背負ったやストックを強い力に引っ張られた。5、6匹のタンドン達が、マクワの周りを取り囲み、すぐ後ろにいたセキタンザンがごおと炎を吐く。慌てたタンドンは、ザックを持ち出すことを諦め、ちいさな鞄とストックを持って逃げていく。

「ボオオ!」
「……セキタンザン!」

小さな石炭たちを追って、セキタンザンは森の中を駆けた。マクワが下げていたサコッシュは、すぐに取り入れ可能な貴重品入れだ。スマホロトムが使えなくなった時の為の、予備の紙製の地図や財布、大事なものがはいっている。タンドンより多少のスピードは出ても、木々が生え並ぶ林の中での追いかけっこは、身体の大きいセキタンザンの方が分が悪い。
一度セキタンザンは足を止めると、近くにあった大きな枯れ枝に火を噴き、焔を点ける。育った火炎を枝ごと背中に放り投げることで、自分の特性を発動させた。

「セキタンザン、待って!!」

地面を蹴ろうとした瞬間、相棒の声がセキタンザンを呼ぶ。足場の悪い斜面を走って追いかけてきたマクワが息を切らしている。

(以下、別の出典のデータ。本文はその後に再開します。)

//! # Replay, Expiry and Oracle Resistance
//!
//! A nonce backs at most one attempt, dies after its TTL, and every failure
//! looks the same from the outside.

#[cfg(test)]
mod tests {
    use std::sync::Arc;
    use std::time::Duration;

    use bootstrap_admin::ClientError;
    use bootstrap_core::wire::{RegisterRequest, REGISTER_PATH};
    use bootstrap_core::{MacCodec, RegistrationFields, SharedSecret};
    use reqwest::StatusCode;

    use crate::integration::fixture::{enabled_config, TestGateway, SECRET};

    fn codec(secret: &str) -> MacCodec {
        MacCodec::new(SharedSecret::new(secret).unwrap())
    }

    fn signed(nonce: &str, username: &str, secret: &str) -> RegisterRequest {
        let fields = RegistrationFields::new(nonce, username, "S3cret!", true);
        let mac = codec(secret).sign_fields(&fields);
        RegisterRequest {
            nonce: fields.nonce,
            username: fields.username,
            password: fields.password,
            admin: true,
            user_type: None,
            displayname: None,
            mac,
        }
    }

    async fn post(gateway: &TestGateway, body: &RegisterRequest) -> (StatusCode, String) {
        let response = reqwest::Client::new()
            .post(format!("{}{}", gateway.url(), REGISTER_PATH))
            .json(body)
            .send()
            .await
            .unwrap();
        let status = response.status();
        (status, response.text().await.unwrap())
    }

    #[tokio::test]
    async fn test_replay_is_denied() {
        let gateway = TestGateway::start().await;
        let nonce = gateway.client().fetch_nonce().await.unwrap();

        let request = signed(&nonce, "alice", SECRET);
        let (status, _) = post(&gateway, &request).await;
        assert_eq!(status, StatusCode::OK);

        let (status, body) = post(&gateway, &request).await;
        assert_eq!(status, StatusCode::FORBIDDEN);
        assert!(body.contains("M_FORBIDDEN"));

        gateway.stop().await;
    }

    #[tokio::test]
    async fn test_bad_signature_burns_nonce() {
        let gateway = TestGateway::start().await;
        let nonce = gateway.client().fetch_nonce().await.unwrap();

        let (status, _) = post(&gateway, &signed(&nonce, "alice", "wrong")).await;
        assert_eq!(status, StatusCode::FORBIDDEN);

        // Correct MAC on the same nonce is too late
        let (status, _) = post(&gateway, &signed(&nonce, "alice", SECRET)).await;
        assert_eq!(status, StatusCode::FORBIDDEN);

        gateway.stop().await;
    }

    #[tokio::test]
    async fn test_expired_nonce_is_denied() {
        let mut config = enabled_config();
        config.registration.nonce_ttl = Duration::from_millis(200);
        let gateway = TestGateway::start_with(config).await;

        let nonce = gateway.client().fetch_nonce().await.unwrap();
        tokio::time::sleep(Duration::from_millis(400)).await;

        let (status, _) = post(&gateway, &signed(&nonce, "alice", SECRET)).await;
        assert_eq!(status, StatusCode::FORBIDDEN);

        gateway.stop().await;
    }

    #[tokio::test]
    async fn test_denials_are_indistinguishable() {
        let mut config = enabled_config();
        config.registration.nonce_ttl = Duration::from_millis(200);
        let gateway = TestGateway::start_with(config).await;
        let client = gateway.client();

        // unknown nonce
        let unknown = post(&gateway, &signed("deadbeef", "u1", SECRET)).await;

        // wrong digest
        let fresh = client.fetch_nonce().await.unwrap();
        let wrong_mac = post(&gateway, &signed(&fresh, "u2", "wrong")).await;

        // reused nonce
        let used = client.fetch_nonce().await.unwrap();
        assert_eq!(post(&gateway, &signed(&used, "u3", SECRET)).await.0, StatusCode::OK);
        let reused = post(&gateway, &signed(&used, "u4", SECRET)).await;

        // expired nonce
        let stale = client.fetch_nonce().await.unwrap();
        tokio::time::sleep(Duration::from_millis(400)).await;
        let expired = post(&gateway, &signed(&stale, "u5", SECRET)).await;

        assert_eq!(unknown.0, StatusCode::FORBIDDEN);
        for other in [&wrong_mac, &reused, &expired] {
            assert_eq!(other, &unknown);
        }

        gateway.stop().await;
    }

    #[tokio::test]
    async fn test_concurrent_submissions_single_winner() {
        let gateway = TestGateway::start().await;
        let client = Arc::new(gateway.client());
        let nonce = client.fetch_nonce().await.unwrap();

        let mut handles = Vec::new();
        for i in 0..8 {
            let client = Arc::clone(&client);
            let nonce = nonce.clone();
            handles.push(tokio::spawn(async move {
                let fields = RegistrationFields::new(nonce, format!("racer{i}"), "pw", true);
                client.submit(fields, None).await
            }));
        }

        let mut wins = 0;
        for handle in handles {
            match handle.await.unwrap() {
                Ok(_) => wins += 1,
                Err(ClientError::Rejected { status, .. }) => {
                    assert_eq!(status, StatusCode::FORBIDDEN)
                }
                Err(other) => panic!("unexpected error: {other}"),
            }
        }
        assert_eq!(wins, 1);

        let metrics = gateway.metrics().await;
        assert_eq!(metrics["registration"]["authorized"], 1);
        assert_eq!(metrics["registration"]["denied"], 7);

        gateway.stop().await;
    }
}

「……重要な物の予備はザックにあるので大丈夫です。戻りましょう」

セキタンザンは首を振った。同族が欠けた相棒への迷惑を許したくない気持ちが強い。それに、タンドンは通常温厚な種族である。まさかひとから荷物を奪うなんて信じられなかった。

「……タンドンが気になるのですか」

相棒は頷く。

「わかりました。……追いましょう」

マクワが走りだそうとした腕を掴み、片手で持ち上げた。今のセキタンザンであれば、マクワよりずっと足が速いのだ。
さっきとは比較にならない速度で足が動く。湿度の高い森の中が、真っ白の霧の中へと閉ざされていた。
樹木の間を通り、枯葉だらけの地面を蹴って、タンドン達が姿を消した方向へと走る。森を抜けると、大きな樹の下、タンドン達が集まっていた。
しかしこちらには気付いておらず、皆、樹の向こう側を見ているようだ。セキタンザンはマクワを降ろすと、タンドン達に近寄る。

「ゴオオー!」

一匹のタンドンがストックを振り回していた。その先には、タンドンの天敵であるイシズマイとイワパレスが並んでいる。イワパレスは固い甲羅でストックを受け止めたのち、タンドンに体当たりを仕掛ける。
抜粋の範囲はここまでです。